NASHVILLE, Tenn. (WSMV) – A panel of Davidson County Chancery Court judges on Monday heard arguments in two cases that challenge Governor Bill Lee’s college savings account program that began implementation in August.

Commonly referred to as school vouchers, the Tennessee General Assembly previously passed ESA in 2019, establishing a program for a limited number of eligible students to directly receive their share of state and local education funds, which would normally be provided to the public school system they attend, to pay for education in a private school and associated expenses.

Plaintiffs, parents and community members in Davidson and Shelby counties, argued that the voucher program illegally diverted taxpayer funds intended for public schools in those counties to private schools. They added that the program also violated the Tennessee Constitution and state law by treating residents of those counties differently from their state counterparts.

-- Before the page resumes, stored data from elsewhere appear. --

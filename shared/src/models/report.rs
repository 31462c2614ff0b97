//! Dashboard and report view models

use std::collections::BTreeMap;

use rust_decimal::Decimal;
use serde::{Deserialize, Serialize};

use super::HarvestBatch;

/// Headline figures for the dashboard
#[derive(Debug, Clone, Serialize, Deserialize)]
#[serde(rename_all = "camelCase")]
pub struct DashboardStats {
    /// Sum of balances across all batches
    pub total_seeds: Decimal,
    pub recent_harvest: Option<HarvestBatch>,
    pub most_abundant_crop: Option<String>,
    pub crop_quantities: BTreeMap<String, Decimal>,
}

/// Balance held for one crop
#[derive(Debug, Clone, PartialEq, Serialize, Deserialize)]
pub struct CropTotal {
    pub crop: String,
    pub total: Decimal,
}

/// One calendar-month bucket of a trend chart
#[derive(Debug, Clone, PartialEq, Serialize, Deserialize)]
pub struct MonthlyTotal {
    /// Short month name, e.g. "Sep"
    pub month: String,
    pub total: Decimal,
}
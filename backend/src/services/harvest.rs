//! Harvest batch service: recording, correcting and removing batches

use std::sync::Arc;

use chrono::Utc;
use serde::Serialize;
use shared::{validate_new_harvest, HarvestBatch, HarvestBatchPatch, NewHarvestBatch};
use uuid::Uuid;

use crate::error::{AppError, AppResult};
use crate::store::{
    run_atomic, BatchFilter, ChangeSet, LedgerStore, Mutation, Precondition, RecordKey,
    Transaction, TransactionConfig,
};

/// Harvest service for managing seed batches
#[derive(Clone)]
pub struct HarvestService {
    store: Arc<dyn LedgerStore>,
    txn: TransactionConfig,
}

/// What a batch deletion removed
#[derive(Debug, Clone, PartialEq, Serialize)]
#[serde(rename_all = "camelCase")]
pub struct BatchDeletion {
    pub deleted_batch_id: Uuid,
    pub deleted_distribution_ids: Vec<Uuid>,
}

impl HarvestService {
    pub fn new(store: Arc<dyn LedgerStore>, txn: TransactionConfig) -> Self {
        Self { store, txn }
    }

    /// Record a new batch with its full quantity on hand
    pub async fn create_harvest_batch(
        &self,
        input: NewHarvestBatch,
        created_by: &str,
    ) -> AppResult<HarvestBatch> {
        let draft = validate_new_harvest(&input).map_err(AppError::Validation)?;
        let batch = draft.into_batch(Uuid::new_v4(), created_by, Utc::now());

        self.store
            .commit(
                ChangeSet::new()
                    .require(Precondition::Absent(RecordKey::Batch(batch.id)))
                    .with(Mutation::PutBatch(batch.clone())),
            )
            .await?;

        tracing::info!(
            seed_batch_id = %batch.seed_batch_id,
            batch_id = %batch.id,
            in_quantity = %batch.in_quantity,
            "harvest batch recorded"
        );
        Ok(batch)
    }

    /// Apply a partial update. Renaming the seed batch id carries every
    /// referencing distribution over to the new id in the same commit.
    pub async fn update_harvest_batch(
        &self,
        id: Uuid,
        patch: HarvestBatchPatch,
    ) -> AppResult<HarvestBatch> {
        let updated = run_atomic(&self.store, &self.txn, |txn| {
            Box::pin(update_batch_in(txn, id, patch.clone()))
        })
        .await?;

        tracing::info!(seed_batch_id = %updated.seed_batch_id, batch_id = %id, "harvest batch updated");
        Ok(updated)
    }

    /// Delete a batch together with every distribution drawn from it
    pub async fn delete_harvest_batch(&self, id: Uuid) -> AppResult<BatchDeletion> {
        let deletion =
            run_atomic(&self.store, &self.txn, |txn| Box::pin(delete_batch_in(txn, id))).await?;

        tracing::info!(
            batch_id = %id,
            distributions = deletion.deleted_distribution_ids.len(),
            "harvest batch deleted"
        );
        Ok(deletion)
    }

    /// All batches, newest first
    pub async fn list_harvest_batches(&self, filter: &BatchFilter) -> AppResult<Vec<HarvestBatch>> {
        Ok(self.store.list_batches(filter).await?)
    }

    pub async fn get_harvest_batch(&self, id: Uuid) -> AppResult<HarvestBatch> {
        self.store
            .get_batch_by_id(id)
            .await?
            .map(|v| v.record)
            .ok_or_else(|| AppError::NotFound(format!("Harvest batch {}", id)))
    }

    /// Lookup by business key; absence is not an error here
    pub async fn fetch_batch_by_seed_batch_id(
        &self,
        seed_batch_id: &str,
    ) -> AppResult<Option<HarvestBatch>> {
        Ok(self
            .store
            .get_batch_by_seed_batch_id(seed_batch_id.trim())
            .await?
            .map(|v| v.record))
    }
}

async fn update_batch_in(
    txn: &mut Transaction,
    id: Uuid,
    patch: HarvestBatchPatch,
) -> AppResult<HarvestBatch> {
    let current = txn
        .batch_by_id(id)
        .await?
        .ok_or_else(|| AppError::NotFound(format!("Harvest batch {}", id)))?;
    let updated = patch.apply_to(&current).map_err(AppError::Validation)?;

    if let Some(new_key) = patch.renamed_seed_batch_id(&current.seed_batch_id) {
        if txn.batch_by_seed_batch_id(&new_key).await?.is_some() {
            return Err(AppError::DuplicateEntry(format!("seedBatchId {}", new_key)));
        }
        let referencing = txn.distributions_for_seed_batch_id(&current.seed_batch_id).await?;
        tracing::debug!(
            from = %current.seed_batch_id,
            to = %new_key,
            distributions = referencing.len(),
            "renaming seed batch id"
        );
        for mut distribution in referencing {
            distribution.seed_batch_id = new_key.clone();
            txn.put_distribution(distribution);
        }
    }

    txn.put_batch(updated.clone());
    Ok(updated)
}

async fn delete_batch_in(txn: &mut Transaction, id: Uuid) -> AppResult<BatchDeletion> {
    let batch = txn
        .batch_by_id(id)
        .await?
        .ok_or_else(|| AppError::NotFound(format!("Harvest batch {}", id)))?;

    let referencing = txn.distributions_for_seed_batch_id(&batch.seed_batch_id).await?;
    let deleted_distribution_ids: Vec<Uuid> = referencing.iter().map(|d| d.id).collect();
    for distribution_id in &deleted_distribution_ids {
        txn.delete_distribution(*distribution_id);
    }
    txn.delete_batch(batch.id);

    Ok(BatchDeletion {
        deleted_batch_id: batch.id,
        deleted_distribution_ids,
    })
}
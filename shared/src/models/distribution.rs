//! Seed distribution models

use chrono::{DateTime, NaiveDate, Utc};
use rust_decimal::Decimal;
use serde::{Deserialize, Serialize};
use uuid::Uuid;

use crate::types::FieldError;
use crate::validation::{parse_date, validate_quantity};

/// Distribution sub-type
#[derive(Debug, Clone, Copy, PartialEq, Eq, Hash, Serialize, Deserialize)]
#[serde(rename_all = "lowercase")]
pub enum DistributionMode {
    /// Seed leaving the unit for an external recipient
    Exportation,
    /// Seed drawn for internal breeding work
    Breeding,
}

impl DistributionMode {
    pub fn as_str(&self) -> &'static str {
        match self {
            DistributionMode::Exportation => "exportation",
            DistributionMode::Breeding => "breeding",
        }
    }

    pub fn from_name(name: &str) -> Option<Self> {
        match name.trim().to_ascii_lowercase().as_str() {
            "exportation" => Some(DistributionMode::Exportation),
            "breeding" => Some(DistributionMode::Breeding),
            _ => None,
        }
    }
}

impl std::fmt::Display for DistributionMode {
    fn fmt(&self, f: &mut std::fmt::Formatter<'_>) -> std::fmt::Result {
        f.write_str(self.as_str())
    }
}

/// Mode-specific fields of a distribution, tagged by `mode` on the wire
#[derive(Debug, Clone, PartialEq, Eq, Serialize, Deserialize)]
#[serde(tag = "mode", rename_all = "lowercase")]
pub enum Recipient {
    #[serde(rename_all = "camelCase")]
    Exportation {
        recipient_name: String,
        affiliation: String,
        #[serde(default)]
        contact_number: String,
    },
    #[serde(rename_all = "camelCase")]
    Breeding { requested_by: String, area: String },
}

impl Recipient {
    pub fn mode(&self) -> DistributionMode {
        match self {
            Recipient::Exportation { .. } => DistributionMode::Exportation,
            Recipient::Breeding { .. } => DistributionMode::Breeding,
        }
    }
}

/// One outflow of seed from a harvest batch
#[derive(Debug, Clone, PartialEq, Serialize, Deserialize)]
#[serde(rename_all = "camelCase")]
pub struct Distribution {
    pub id: Uuid,
    pub date: Option<NaiveDate>,
    /// Business key of the batch the seed was drawn from
    pub seed_batch_id: String,
    pub quantity: Decimal,
    #[serde(default)]
    pub purpose: String,
    #[serde(flatten)]
    pub recipient: Recipient,
    #[serde(default)]
    pub remarks: String,
    pub created_by: String,
    pub created_at: DateTime<Utc>,
}

impl Distribution {
    pub fn mode(&self) -> DistributionMode {
        self.recipient.mode()
    }
}

/// Raw input for recording a distribution
#[derive(Debug, Clone, Default, Serialize, Deserialize)]
#[serde(rename_all = "camelCase")]
pub struct NewDistribution {
    pub date: Option<String>,
    pub seed_batch_id: Option<String>,
    pub quantity: Option<Decimal>,
    pub purpose: Option<String>,
    pub mode: Option<String>,
    pub recipient_name: Option<String>,
    pub affiliation: Option<String>,
    pub contact_number: Option<String>,
    pub requested_by: Option<String>,
    pub area: Option<String>,
    pub remarks: Option<String>,
}

/// A distribution input that passed field validation.
///
/// The quantity is checked inside the ledger transaction, after the batch
/// has been resolved.
#[derive(Debug, Clone, PartialEq)]
pub struct DistributionDraft {
    pub date: NaiveDate,
    pub seed_batch_id: String,
    pub quantity: Option<Decimal>,
    pub purpose: String,
    pub recipient: Recipient,
    pub remarks: String,
}

impl DistributionDraft {
    pub fn into_distribution(
        self,
        id: Uuid,
        quantity: Decimal,
        created_by: &str,
        created_at: DateTime<Utc>,
    ) -> Distribution {
        Distribution {
            id,
            date: Some(self.date),
            seed_batch_id: self.seed_batch_id,
            quantity,
            purpose: self.purpose,
            recipient: self.recipient,
            remarks: self.remarks,
            created_by: created_by.to_string(),
            created_at,
        }
    }
}

/// Partial update of a distribution. The batch reference and mode are fixed
/// at creation.
#[derive(Debug, Clone, Default, Serialize, Deserialize)]
#[serde(rename_all = "camelCase")]
pub struct DistributionPatch {
    pub date: Option<String>,
    pub quantity: Option<Decimal>,
    pub purpose: Option<String>,
    pub mode: Option<String>,
    pub recipient_name: Option<String>,
    pub affiliation: Option<String>,
    pub contact_number: Option<String>,
    pub requested_by: Option<String>,
    pub area: Option<String>,
    pub remarks: Option<String>,
}

impl DistributionPatch {
    /// Apply the patch to a copy of `current`, preserving absent fields
    pub fn apply_to(&self, current: &Distribution) -> Result<Distribution, Vec<FieldError>> {
        let mut errors = Vec::new();
        let mut next = current.clone();

        if let Some(raw) = &self.mode {
            match DistributionMode::from_name(raw) {
                Some(mode) if mode == current.mode() => {}
                Some(mode) => errors.push(FieldError::new(
                    "mode",
                    format!("cannot change a {} distribution to {}", current.mode(), mode),
                )),
                None => errors.push(FieldError::new("mode", format!("unknown mode '{}'", raw))),
            }
        }
        if let Some(raw) = &self.date {
            match parse_date(raw) {
                Some(date) => next.date = Some(date),
                None => errors.push(FieldError::new("date", format!("invalid date '{}'", raw))),
            }
        }
        if self.quantity.is_some() {
            match validate_quantity(self.quantity) {
                Ok(quantity) => next.quantity = quantity,
                Err(e) => errors.push(e),
            }
        }
        if let Some(purpose) = &self.purpose {
            next.purpose = purpose.trim().to_string();
        }
        if let Some(remarks) = &self.remarks {
            next.remarks = remarks.clone();
        }

        match &mut next.recipient {
            Recipient::Exportation {
                recipient_name,
                affiliation,
                contact_number,
            } => {
                patch_required(&mut errors, "recipientName", &self.recipient_name, recipient_name);
                patch_required(&mut errors, "affiliation", &self.affiliation, affiliation);
                if let Some(contact) = &self.contact_number {
                    *contact_number = contact.trim().to_string();
                }
                reject_foreign(&mut errors, DistributionMode::Exportation, "requestedBy", &self.requested_by);
                reject_foreign(&mut errors, DistributionMode::Exportation, "area", &self.area);
            }
            Recipient::Breeding { requested_by, area } => {
                patch_required(&mut errors, "requestedBy", &self.requested_by, requested_by);
                patch_required(&mut errors, "area", &self.area, area);
                reject_foreign(&mut errors, DistributionMode::Breeding, "recipientName", &self.recipient_name);
                reject_foreign(&mut errors, DistributionMode::Breeding, "affiliation", &self.affiliation);
                reject_foreign(&mut errors, DistributionMode::Breeding, "contactNumber", &self.contact_number);
            }
        }

        if errors.is_empty() {
            Ok(next)
        } else {
            Err(errors)
        }
    }
}

fn patch_required(
    errors: &mut Vec<FieldError>,
    field: &str,
    value: &Option<String>,
    target: &mut String,
) {
    if let Some(value) = value {
        if value.trim().is_empty() {
            errors.push(FieldError::new(field, format!("{} cannot be empty", field)));
        } else {
            *target = value.trim().to_string();
        }
    }
}

/// Fields of the other mode are accepted only when blank.
pub(crate) fn reject_foreign(
    errors: &mut Vec<FieldError>,
    mode: DistributionMode,
    field: &str,
    value: &Option<String>,
) {
    if value.as_deref().is_some_and(|v| !v.trim().is_empty()) {
        errors.push(FieldError::new(
            field,
            format!("{} does not apply to {} distributions", field, mode),
        ));
    }
}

“My daughter’s public school is wonderful. But it is already struggling to fund textbooks, technology and enough teachers to reduce class sizes,” said plaintiff Roxanne McEwen, whose child is a student at Metro Nashville Public Schools. “It’s wrong to take money away from our public schools – which serve every child that walks through their doors – when they are already underfunded.”

The plaintiffs went on to say that the voucher program would prevent participating private schools from complying with the academic, accountability and governance standards that apply to public schools.

“The state and the other defendants want the court to dismiss this case before the plaintiffs have even had a chance to fully state their claims,” ​​said Chris Wood, partner at Robbins Geller Rudman & Dowd. “Our clients have asserted multiple violations of the Constitution and state law that the court has not yet heard or decided.”